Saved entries
- Opening Delimiter -
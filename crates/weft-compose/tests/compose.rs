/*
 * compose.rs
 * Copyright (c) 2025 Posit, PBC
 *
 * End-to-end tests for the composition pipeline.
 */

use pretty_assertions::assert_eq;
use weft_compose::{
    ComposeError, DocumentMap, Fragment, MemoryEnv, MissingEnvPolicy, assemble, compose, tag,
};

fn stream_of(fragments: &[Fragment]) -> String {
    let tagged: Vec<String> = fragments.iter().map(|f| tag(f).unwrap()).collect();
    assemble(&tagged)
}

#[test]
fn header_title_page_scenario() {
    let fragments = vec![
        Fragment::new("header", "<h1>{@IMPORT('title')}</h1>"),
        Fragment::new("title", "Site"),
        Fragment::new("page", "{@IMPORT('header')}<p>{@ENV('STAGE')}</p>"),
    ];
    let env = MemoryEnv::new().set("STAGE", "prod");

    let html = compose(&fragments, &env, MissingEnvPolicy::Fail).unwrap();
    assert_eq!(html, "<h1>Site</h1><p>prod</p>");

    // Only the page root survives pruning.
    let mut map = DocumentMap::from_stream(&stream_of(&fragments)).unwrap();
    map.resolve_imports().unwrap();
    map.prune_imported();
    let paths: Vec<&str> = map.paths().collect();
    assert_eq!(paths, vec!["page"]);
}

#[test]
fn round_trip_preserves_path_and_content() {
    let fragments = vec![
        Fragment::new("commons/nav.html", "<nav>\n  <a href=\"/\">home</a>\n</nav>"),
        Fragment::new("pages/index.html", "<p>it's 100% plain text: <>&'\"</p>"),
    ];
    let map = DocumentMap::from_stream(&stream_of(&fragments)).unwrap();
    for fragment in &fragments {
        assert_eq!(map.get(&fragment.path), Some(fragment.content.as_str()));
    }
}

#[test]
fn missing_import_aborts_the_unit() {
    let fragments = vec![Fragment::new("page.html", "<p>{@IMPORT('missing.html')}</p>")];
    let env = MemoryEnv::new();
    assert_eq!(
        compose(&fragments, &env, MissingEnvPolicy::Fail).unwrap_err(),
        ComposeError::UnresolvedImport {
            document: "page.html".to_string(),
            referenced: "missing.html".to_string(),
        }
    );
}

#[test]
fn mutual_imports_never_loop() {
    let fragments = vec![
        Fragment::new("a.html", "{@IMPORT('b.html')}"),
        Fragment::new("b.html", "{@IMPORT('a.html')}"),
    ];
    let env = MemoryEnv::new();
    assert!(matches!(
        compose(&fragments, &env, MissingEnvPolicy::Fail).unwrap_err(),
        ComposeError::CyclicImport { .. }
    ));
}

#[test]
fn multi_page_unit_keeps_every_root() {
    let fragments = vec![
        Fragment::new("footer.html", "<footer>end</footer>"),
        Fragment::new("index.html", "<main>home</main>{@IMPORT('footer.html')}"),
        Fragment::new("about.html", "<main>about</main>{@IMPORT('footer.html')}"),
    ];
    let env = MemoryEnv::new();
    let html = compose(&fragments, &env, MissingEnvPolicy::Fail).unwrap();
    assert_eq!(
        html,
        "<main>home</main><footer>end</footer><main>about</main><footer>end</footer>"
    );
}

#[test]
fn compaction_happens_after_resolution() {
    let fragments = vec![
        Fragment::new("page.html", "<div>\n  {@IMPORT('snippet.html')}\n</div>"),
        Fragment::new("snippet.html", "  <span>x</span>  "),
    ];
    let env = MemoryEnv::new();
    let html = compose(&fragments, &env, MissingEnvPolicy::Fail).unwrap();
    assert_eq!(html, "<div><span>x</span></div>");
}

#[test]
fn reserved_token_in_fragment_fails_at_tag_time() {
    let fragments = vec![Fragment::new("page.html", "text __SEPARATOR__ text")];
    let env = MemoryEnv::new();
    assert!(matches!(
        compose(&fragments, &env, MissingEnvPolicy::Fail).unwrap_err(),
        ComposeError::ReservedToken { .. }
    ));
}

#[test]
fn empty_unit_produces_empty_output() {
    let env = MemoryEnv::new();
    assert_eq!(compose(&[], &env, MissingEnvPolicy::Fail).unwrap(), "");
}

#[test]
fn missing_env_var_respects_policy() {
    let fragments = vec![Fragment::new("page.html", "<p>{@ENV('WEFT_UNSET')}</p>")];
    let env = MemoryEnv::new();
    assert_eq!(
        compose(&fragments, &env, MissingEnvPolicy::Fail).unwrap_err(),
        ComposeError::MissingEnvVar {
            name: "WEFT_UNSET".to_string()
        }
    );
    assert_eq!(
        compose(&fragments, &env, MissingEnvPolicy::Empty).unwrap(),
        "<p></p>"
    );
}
- Closing Delimiter -
- Opening Delimiter -
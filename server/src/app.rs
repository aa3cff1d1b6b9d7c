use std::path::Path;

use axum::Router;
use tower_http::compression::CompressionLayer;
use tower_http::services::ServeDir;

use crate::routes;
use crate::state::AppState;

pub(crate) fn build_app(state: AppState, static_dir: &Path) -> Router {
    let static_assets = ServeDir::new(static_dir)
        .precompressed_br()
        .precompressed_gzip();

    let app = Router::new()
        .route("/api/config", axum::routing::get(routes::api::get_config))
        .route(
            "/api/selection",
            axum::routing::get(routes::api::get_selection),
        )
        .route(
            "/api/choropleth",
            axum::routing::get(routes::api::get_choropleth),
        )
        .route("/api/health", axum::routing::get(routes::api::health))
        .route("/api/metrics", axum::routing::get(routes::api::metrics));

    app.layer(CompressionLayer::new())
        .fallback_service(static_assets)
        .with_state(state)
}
- Closing Delimiter -
From the records above, return each line that includes "routing".

**SOLVED EXERCISE**
        .route("/api/config", axum::routing::get(routes::api::get_config))
            axum::routing::get(routes::api::get_selection),
            axum::routing::get(routes::api::get_choropleth),
        .route("/api/health", axum::routing::get(routes::api::health))
        .route("/api/metrics", axum::routing::get(routes::api::metrics));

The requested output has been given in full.